■ EXERCISE DIRECTIONS: Repeat the full listing, word for word.

■ THE DATA:

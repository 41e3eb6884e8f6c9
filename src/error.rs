//! Error taxonomy for a configuration pass.
//!
//! Every variant is a configuration error: the pass aborts and the author or
//! user fixes the input. Soft warnings never become errors; they are logged
//! through `tracing` instead.

use std::path::PathBuf;

use camino::Utf8PathBuf;
use miette::Diagnostic;

/// Fatal configuration errors raised while building a theme.
#[derive(Debug, Diagnostic, thiserror::Error)]
pub enum ThemeError
{
    #[error("invalid theme name \"{name}\": {reason}")]
    #[diagnostic(
        code(theme::name),
        help("theme names follow npm package naming rules, e.g. \"my-theme\" or \"@scope/my-theme\"")
    )]
    InvalidThemeName
    {
        name: String,
        reason: String,
    },

    #[error("invalid configuration passed to \"{theme}\" integration\n{}", .issues.join("\n"))]
    #[diagnostic(code(theme::config))]
    InvalidConfig
    {
        theme: String,
        issues: Vec<String>,
    },

    #[error(
        "invalid page override, pattern must contain the same params in the same location\nNew: {new}\nOld: {old}"
    )]
    #[diagnostic(
        code(theme::pages),
        help("only segments without brackets may change; keep every [param] segment where it is")
    )]
    InvalidPageOverride
    {
        old: String,
        new: String,
    },

    #[error("page patterns \"{first}\" and \"{second}\" both resolve to \"{pattern}\"")]
    #[diagnostic(code(theme::pages::collision))]
    PatternCollision
    {
        pattern: String,
        first: String,
        second: String,
    },

    #[error("cannot create virtual import \"{id}\", the prefix \"{prefix}\" is reserved for the host pipeline")]
    #[diagnostic(code(theme::virtual_id))]
    ReservedVirtualId
    {
        id: String,
        prefix: String,
    },

    #[error("invalid glob \"{glob}\"")]
    #[diagnostic(code(theme::glob))]
    InvalidGlob
    {
        glob: String,
        #[source]
        source: globset::Error,
    },

    #[error("{what} does not exist: {path}")]
    #[diagnostic(code(theme::path))]
    MissingPath
    {
        what: &'static str,
        path: Utf8PathBuf,
    },

    #[error("expected a filepath but received a directory: {path}")]
    #[diagnostic(code(theme::path))]
    ExpectedFile
    {
        path: Utf8PathBuf,
    },

    #[error("path is not valid UTF-8: {}", .0.display())]
    #[diagnostic(code(theme::path))]
    NonUtf8Path(PathBuf),

    #[error("could not read {path}")]
    #[diagnostic(code(theme::io))]
    Io
    {
        path: Utf8PathBuf,
        #[source]
        source: std::io::Error,
    },

    #[error("could not parse {path}: {message}")]
    #[diagnostic(code(theme::manifest))]
    Manifest
    {
        path: Utf8PathBuf,
        message: String,
    },
}

/// Result alias used throughout the engine.
pub type ThemeResult<T> = Result<T, ThemeError>;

■ RESPONSE AREA:
repository 41e3eb6884e8f6c9
filename src/error.rs
//! Error taxonomy for a configuration pass.
//!
//! Every variant is a configuration error: the pass aborts and the author or
//! user fixes the input. Soft warnings never become errors; they are logged
//! through `tracing` instead.

use std::path::PathBuf;

use camino::Utf8PathBuf;
use miette::Diagnostic;

/// Fatal configuration errors raised while building a theme.
#[derive(Debug, Diagnostic, thiserror::Error)]
pub enum ThemeError
{
    #[error("invalid theme name \"{name}\": {reason}")]
    #[diagnostic(
        code(theme::name),
        help("theme names follow npm package naming rules, e.g. \"my-theme\" or \"@scope/my-theme\"")
    )]
    InvalidThemeName
    {
        name: String,
        reason: String,
    },

    #[error("invalid configuration passed to \"{theme}\" integration\n{}", .issues.join("\n"))]
    #[diagnostic(code(theme::config))]
    InvalidConfig
    {
        theme: String,
        issues: Vec<String>,
    },

    #[error(
        "invalid page override, pattern must contain the same params in the same location\nNew: {new}\nOld: {old}"
    )]
    #[diagnostic(
        code(theme::pages),
        help("only segments without brackets may change; keep every [param] segment where it is")
    )]
    InvalidPageOverride
    {
        old: String,
        new: String,
    },

    #[error("page patterns \"{first}\" and \"{second}\" both resolve to \"{pattern}\"")]
    #[diagnostic(code(theme::pages::collision))]
    PatternCollision
    {
        pattern: String,
        first: String,
        second: String,
    },

    #[error("cannot create virtual import \"{id}\", the prefix \"{prefix}\" is reserved for the host pipeline")]
    #[diagnostic(code(theme::virtual_id))]
    ReservedVirtualId
    {
        id: String,
        prefix: String,
    },

    #[error("invalid glob \"{glob}\"")]
    #[diagnostic(code(theme::glob))]
    InvalidGlob
    {
        glob: String,
        #[source]
        source: globset::Error,
    },

    #[error("{what} does not exist: {path}")]
    #[diagnostic(code(theme::path))]
    MissingPath
    {
        what: &'static str,
        path: Utf8PathBuf,
    },

    #[error("expected a filepath but received a directory: {path}")]
    #[diagnostic(code(theme::path))]
    ExpectedFile
    {
        path: Utf8PathBuf,
    },

    #[error("path is not valid UTF-8: {}", .0.display())]
    #[diagnostic(code(theme::path))]
    NonUtf8Path(PathBuf),

    #[error("could not read {path}")]
    #[diagnostic(code(theme::io))]
    Io
    {
        path: Utf8PathBuf,
        #[source]
        source: std::io::Error,
    },

    #[error("could not parse {path}: {message}")]
    #[diagnostic(code(theme::manifest))]
    Manifest
    {
        path: Utf8PathBuf,
        message: String,
    },
}

/// Result alias used throughout the engine.
pub type ThemeResult<T> = Result<T, ThemeError>;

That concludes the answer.